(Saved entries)
•••••

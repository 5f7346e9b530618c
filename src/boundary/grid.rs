//! Mesh construction and per-cell classification

use ndarray::Array2;
use tracing::{debug, warn};

use crate::classifier::Classifier;
use crate::config::EngineConfig;
use crate::error::{BoundaryError, Result};
use crate::projection::FittedProjector;
use crate::utils::{Timer, VectorOps};

/// Margin added on every side of the projected bounding box
pub const GRID_MARGIN: f64 = 1.0;

/// Step doublings tried by `fit_step` before giving up
const MAX_STEP_DOUBLINGS: usize = 64;

/// Uniform lattice over the projected bounding box.
///
/// Row `r`, column `c` of the mesh is the point `(xs[c], ys[r])`; flattened
/// point order is row-major.
#[derive(Debug, Clone, PartialEq)]
pub struct MeshGrid {
    xs: Vec<f64>,
    ys: Vec<f64>,
    step: f64,
    x_range: [f64; 2],
    y_range: [f64; 2],
}

impl MeshGrid {
    pub fn xs(&self) -> &[f64] {
        &self.xs
    }

    pub fn ys(&self) -> &[f64] {
        &self.ys
    }

    pub fn step(&self) -> f64 {
        self.step
    }

    /// `[min(x) - 1, max(x) + 1]`
    pub fn x_range(&self) -> [f64; 2] {
        self.x_range
    }

    /// `[min(y) - 1, max(y) + 1]`
    pub fn y_range(&self) -> [f64; 2] {
        self.y_range
    }

    /// `(rows, columns)` of the mesh
    pub fn shape(&self) -> (usize, usize) {
        (self.ys.len(), self.xs.len())
    }

    /// Number of mesh points
    pub fn len(&self) -> usize {
        self.xs.len() * self.ys.len()
    }

    pub fn is_empty(&self) -> bool {
        self.len() == 0
    }

    /// X coordinate of every mesh point
    pub fn xx(&self) -> Array2<f64> {
        Array2::from_shape_fn(self.shape(), |(_, c)| self.xs[c])
    }

    /// Y coordinate of every mesh point
    pub fn yy(&self) -> Array2<f64> {
        Array2::from_shape_fn(self.shape(), |(r, _)| self.ys[r])
    }

    /// All mesh points as rows of `[x, y]`, row-major
    pub fn points(&self) -> Array2<f64> {
        let nx = self.xs.len();
        Array2::from_shape_fn((self.len(), 2), |(i, j)| {
            if j == 0 {
                self.xs[i % nx]
            } else {
                self.ys[i / nx]
            }
        })
    }
}

/// Builds the mesh and labels it through a classifier
#[derive(Debug, Clone)]
pub struct GridClassifier {
    step: f64,
    max_cells: u64,
}

impl GridClassifier {
    pub fn new(step: f64, max_cells: u64) -> Self {
        Self { step, max_cells }
    }

    pub fn from_config(config: &EngineConfig) -> Self {
        Self::new(config.default_step, config.max_grid_cells)
    }

    pub fn step(&self) -> f64 {
        self.step
    }

    pub fn max_cells(&self) -> u64 {
        self.max_cells
    }

    /// Same ceiling, different step
    pub fn with_step(&self, step: f64) -> Self {
        Self::new(step, self.max_cells)
    }

    fn validate_step(step: f64) -> Result<()> {
        if !(step.is_finite() && step > 0.0) {
            return Err(BoundaryError::invalid_parameter(
                "step",
                step,
                "must be a positive finite number",
            ));
        }
        Ok(())
    }

    /// Bounding box of `coords` widened by the margin. Empty input is
    /// treated as a single point at the origin.
    pub fn ranges(coords: &Array2<f64>) -> Result<([f64; 2], [f64; 2])> {
        if coords.ncols() != 2 {
            return Err(BoundaryError::shape("2 columns", format!("{} columns", coords.ncols())));
        }
        let (x_min, x_max) = VectorOps::column_range(coords, 0).unwrap_or((0.0, 0.0));
        let (y_min, y_max) = VectorOps::column_range(coords, 1).unwrap_or((0.0, 0.0));
        Ok((
            [x_min - GRID_MARGIN, x_max + GRID_MARGIN],
            [y_min - GRID_MARGIN, y_max + GRID_MARGIN],
        ))
    }

    /// `ceil(span / step)` points per axis, counted in floating point so
    /// that an absurd step cannot overflow before the ceiling check
    fn axis_len(range: [f64; 2], step: f64) -> f64 {
        ((range[1] - range[0]) / step).ceil().max(0.0)
    }

    /// Mesh cell count for `coords` at `step`
    pub fn cell_count(coords: &Array2<f64>, step: f64) -> Result<f64> {
        Self::validate_step(step)?;
        let (x_range, y_range) = Self::ranges(coords)?;
        Ok(Self::axis_len(x_range, step) * Self::axis_len(y_range, step))
    }

    /// Build the mesh, failing with `ResourceExceeded` before allocating
    /// when it would exceed the ceiling
    pub fn build_grid(&self, coords: &Array2<f64>) -> Result<MeshGrid> {
        let step = self.step;
        let cells = Self::cell_count(coords, step)?;
        if cells > self.max_cells as f64 {
            return Err(BoundaryError::ResourceExceeded {
                cells: cells.min(u64::MAX as f64) as u64,
                limit: self.max_cells,
            });
        }

        let (x_range, y_range) = Self::ranges(coords)?;
        let nx = Self::axis_len(x_range, step) as usize;
        let ny = Self::axis_len(y_range, step) as usize;
        let xs = (0..nx).map(|i| x_range[0] + i as f64 * step).collect();
        let ys = (0..ny).map(|i| y_range[0] + i as f64 * step).collect();

        debug!(nx, ny, step, "mesh built");

        Ok(MeshGrid {
            xs,
            ys,
            step,
            x_range,
            y_range,
        })
    }

    /// Smallest step, doubling from the configured one, whose mesh fits
    /// under the ceiling
    pub fn fit_step(&self, coords: &Array2<f64>) -> Result<f64> {
        let mut step = self.step;
        for _ in 0..MAX_STEP_DOUBLINGS {
            let cells = Self::cell_count(coords, step)?;
            if cells <= self.max_cells as f64 {
                if step != self.step {
                    warn!(requested = self.step, applied = step, cells, "grid step increased to fit the cell ceiling");
                }
                return Ok(step);
            }
            step *= 2.0;
        }
        Err(BoundaryError::ResourceExceeded {
            cells: Self::cell_count(coords, step)?.min(u64::MAX as f64) as u64,
            limit: self.max_cells,
        })
    }

    /// Label every mesh point.
    ///
    /// Mesh points are inverse-projected to feature space and passed to the
    /// classifier in one batch. Returns `None` when the projector has no
    /// inverse. Classifier errors propagate unchanged.
    pub fn classify_grid(
        &self,
        grid: &MeshGrid,
        projector: &FittedProjector,
        classifier: &dyn Classifier,
    ) -> Result<Option<Array2<i64>>> {
        if !projector.is_invertible() {
            debug!(method = %projector.method(), "projector not invertible, skipping grid classification");
            return Ok(None);
        }
        if grid.is_empty() {
            return Ok(Some(Array2::zeros(grid.shape())));
        }

        let timer = Timer::start();
        let rows = projector.inverse_transform(&grid.points())?;
        let predictions = classifier.predict(&rows)?;
        if predictions.len() != grid.len() {
            return Err(BoundaryError::shape(
                format!("{} predictions", grid.len()),
                format!("{} predictions", predictions.len()),
            ));
        }

        let z = predictions.into_shape_with_order(grid.shape())?;
        debug!(cells = grid.len(), elapsed_ms = timer.elapsed_ms(), "grid classified");
        Ok(Some(z))
    }
}

/// `build_grid(coords, step)` under an explicit cell ceiling
pub fn build_grid(coords: &Array2<f64>, step: f64, max_cells: u64) -> Result<MeshGrid> {
    GridClassifier::new(step, max_cells).build_grid(coords)
}

#[cfg(test)]
mod tests {
    use super::*;
    use ndarray::array;

    #[test]
    fn test_grid_spans_margin() {
        let coords = array![[0.0, 0.0], [2.0, 1.0]];
        let grid = build_grid(&coords, 0.5, 1_000).unwrap();
        assert_eq!(grid.x_range(), [-1.0, 3.0]);
        assert_eq!(grid.y_range(), [-1.0, 2.0]);
        assert_eq!(grid.xs().len(), 8);
        assert_eq!(grid.ys().len(), 6);
        assert_eq!(grid.xs()[0], -1.0);
        assert_eq!(grid.xs()[7], 2.5);
    }

    #[test]
    fn test_mesh_layout() {
        let coords = array![[0.0, 0.0], [1.0, 1.0]];
        let grid = build_grid(&coords, 1.0, 100).unwrap();
        let (ny, nx) = grid.shape();
        let xx = grid.xx();
        let yy = grid.yy();
        let points = grid.points();
        for r in 0..ny {
            for c in 0..nx {
                assert_eq!(points[[r * nx + c, 0]], xx[[r, c]]);
                assert_eq!(points[[r * nx + c, 1]], yy[[r, c]]);
            }
        }
    }

    #[test]
    fn test_resource_ceiling() {
        let coords = array![[0.0, 0.0], [100.0, 100.0]];
        let err = build_grid(&coords, 0.01, 1_000).unwrap_err();
        assert!(matches!(err, BoundaryError::ResourceExceeded { limit: 1_000, .. }));
    }

    #[test]
    fn test_invalid_step() {
        let coords = array![[0.0, 0.0]];
        for step in [0.0, -1.0, f64::NAN, f64::INFINITY] {
            assert!(matches!(
                build_grid(&coords, step, 1_000),
                Err(BoundaryError::InvalidParameter { .. })
            ));
        }
    }

    #[test]
    fn test_fit_step_doubles() {
        let coords = array![[0.0, 0.0], [8.0, 8.0]];
        let classifier = GridClassifier::new(0.1, 1_000);
        let step = classifier.fit_step(&coords).unwrap();
        assert!(GridClassifier::cell_count(&coords, step).unwrap() <= 1_000.0);
        assert!(GridClassifier::cell_count(&coords, step / 2.0).unwrap() > 1_000.0);
    }

    #[test]
    fn test_empty_coords_use_unit_box() {
        let coords = Array2::<f64>::zeros((0, 2));
        let grid = build_grid(&coords, 0.5, 100).unwrap();
        assert_eq!(grid.x_range(), [-1.0, 1.0]);
        assert_eq!(grid.y_range(), [-1.0, 1.0]);
    }

    #[test]
    fn test_wrong_width() {
        let coords = array![[0.0, 0.0, 0.0]];
        assert!(matches!(
            build_grid(&coords, 0.5, 100),
            Err(BoundaryError::ShapeError { .. })
        ));
    }
}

•••••

Quote exactly the first line of the data and every line after it through the one holding "of the projected bounding box".

repository 5f7346e9b530618c
filename src/boundary/grid.rs
//! Mesh construction and per-cell classification

use ndarray::Array2;
use tracing::{debug, warn};

use crate::classifier::Classifier;
use crate::config::EngineConfig;
use crate::error::{BoundaryError, Result};
use crate::projection::FittedProjector;
use crate::utils::{Timer, VectorOps};

/// Margin added on every side of the projected bounding box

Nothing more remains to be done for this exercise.